I’m the woman that was never shy of a camera, I was that woman that was such a woman’s woman, I’m that woman that would get a taxi fare free thanks to a cheeky smile and a few compliments. I’m that woman that now struggles to look at herself. I think more than anything I just want someone to talk to. My friends try their best but are busy, plus I don’t want to overwhelm them, what happened to me isn’t some usual boy problem they can talk me up from and boost my confidence about. This is a whole other game. I think that horrible feeling of being alone is what brings me to these posts. My friends are busy, my dad is a man; I can’t exactly confide as much as I’d like to for obvious reasons, and strangers, I guess I just don’t have it in me to let all of this out to one stranger in particular *cue blog posts*. At the same time I’m a hypocrite, I’d love to be able to discuss this with someone, tell them all the things really going on with me, all my real thoughts and feelings, but at the same time I don’t want to. I want to talk about normal things, why should my life be the centre of attention? Tell me about your day? How was your holiday? How was your shift? How was the birthday party? Tell me the good and bad in your life, because I’ve had just enough thinking about mine.
If your bath times brought back horrible memories you still have nightmares over, or meant you had to brutally face the new you, you tell me how keen you would be.

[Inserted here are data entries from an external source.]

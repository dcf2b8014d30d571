use std::time::Duration;

use glam::Vec3;

use super::*;
use crate::trace::test_utils::*;

fn params() -> TraceParams {
	TraceParams {
		tile_size: 4,
		max_distance: 16.0,
		ao_radius: 1.0,
	}
}

fn requests(count: u32) -> Vec<TraceRequest> {
	(0..count)
		.map(|i| request_at(Vec3::new(i as f32, 0.5, 0.0), i))
		.collect()
}

/// Poll until `count` completions arrived or the deadline passed.
fn poll_until<T: ProbeTracer + 'static>(stage: &mut TraceStage<T>, count: usize) -> Vec<TraceCompletion> {
	let deadline = Instant::now() + Duration::from_secs(10);
	let mut out = Vec::new();
	while out.len() < count && Instant::now() < deadline {
		out.extend(stage.poll());
		std::thread::sleep(Duration::from_millis(1));
	}
	out
}

#[test]
fn test_inline_completes_on_next_poll() {
	let mut stage = TraceStage::new(FloorTracer::new(0.0), TraceMode::Inline, params());
	stage.dispatch(requests(5));
	assert_eq!(stage.in_flight_count(), 5);

	let mut done = stage.poll();
	done.sort_by_key(|d| d.tag.storage.x);
	assert_eq!(done.len(), 5);
	for (i, d) in done.iter().enumerate() {
		assert_eq!(d.tag.storage.x, i as u32);
		assert_eq!(d.sample.texels.len(), 16);
	}
	assert_eq!(stage.in_flight_count(), 0);
	assert!(stage.poll().is_empty());
}

#[test]
fn test_inline_cancel_drops_pending() {
	let mut stage = TraceStage::new(SkyTracer::new(Vec3::ONE), TraceMode::Inline, params());
	let batch = requests(3);
	let victim = batch[1].tag;
	stage.dispatch(batch);

	assert!(stage.cancel(&victim));
	assert!(!stage.cancel(&victim), "second cancel is a no-op");

	let done = stage.poll();
	assert_eq!(done.len(), 2);
	assert!(done.iter().all(|d| d.tag != victim));
}

#[test]
fn test_async_matches_inline() {
	let mut inline = TraceStage::new(FloorTracer::new(0.0), TraceMode::Inline, params());
	let mut background = TraceStage::new(FloorTracer::new(0.0), TraceMode::Async, params());
	inline.dispatch(requests(8));
	background.dispatch(requests(8));

	let mut expected = inline.poll();
	let mut got = poll_until(&mut background, 8);
	assert_eq!(got.len(), 8);
	expected.sort_by_key(|d| d.tag.storage.x);
	got.sort_by_key(|d| d.tag.storage.x);
	for (a, b) in expected.iter().zip(&got) {
		assert_eq!(a.tag, b.tag);
		assert_eq!(a.sample, b.sample);
	}
	assert_eq!(background.in_flight_count(), 0);
}

#[test]
fn test_async_cancelled_results_never_surface() {
	let mut stage = TraceStage::new(FloorTracer::new(0.0), TraceMode::Async, params());
	let batch = requests(4);
	let victim = batch[0].tag;
	stage.dispatch(batch);
	stage.cancel(&victim);

	let done = poll_until(&mut stage, 3);
	// Give a racing worker time to deliver before the final check.
	std::thread::sleep(Duration::from_millis(20));
	let late = stage.poll();
	assert!(done.iter().chain(&late).all(|d| d.tag != victim));
	assert_eq!(stage.in_flight_count(), 0);
}

#[test]
fn test_cancel_all() {
	let mut stage = TraceStage::new(SkyTracer::new(Vec3::ONE), TraceMode::Inline, params());
	stage.dispatch(requests(3));
	stage.cancel_all();
	assert_eq!(stage.in_flight_count(), 0);
	assert!(stage.poll().is_empty());
}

If this is my face, body and skin forever then I don’t want it. You can’t take it because this wasn’t mine, it isn’t mine and I can’t accept this for anything that is is, wrong.
I told you, these posts are raw, no euphemisms here. Of course there are positives, I intend on writing a post on all the positive progress soon. But all the positivity for the future still won’t erase the way I feel when I look at my scars now.
But don’t get it twisted, I’ll be back on top form soon, the world is still mine for the taking. Same as for any woman. Regardless of what comes your way, we pick up the pieces and keep it moving until the sunny day we hope for arrives.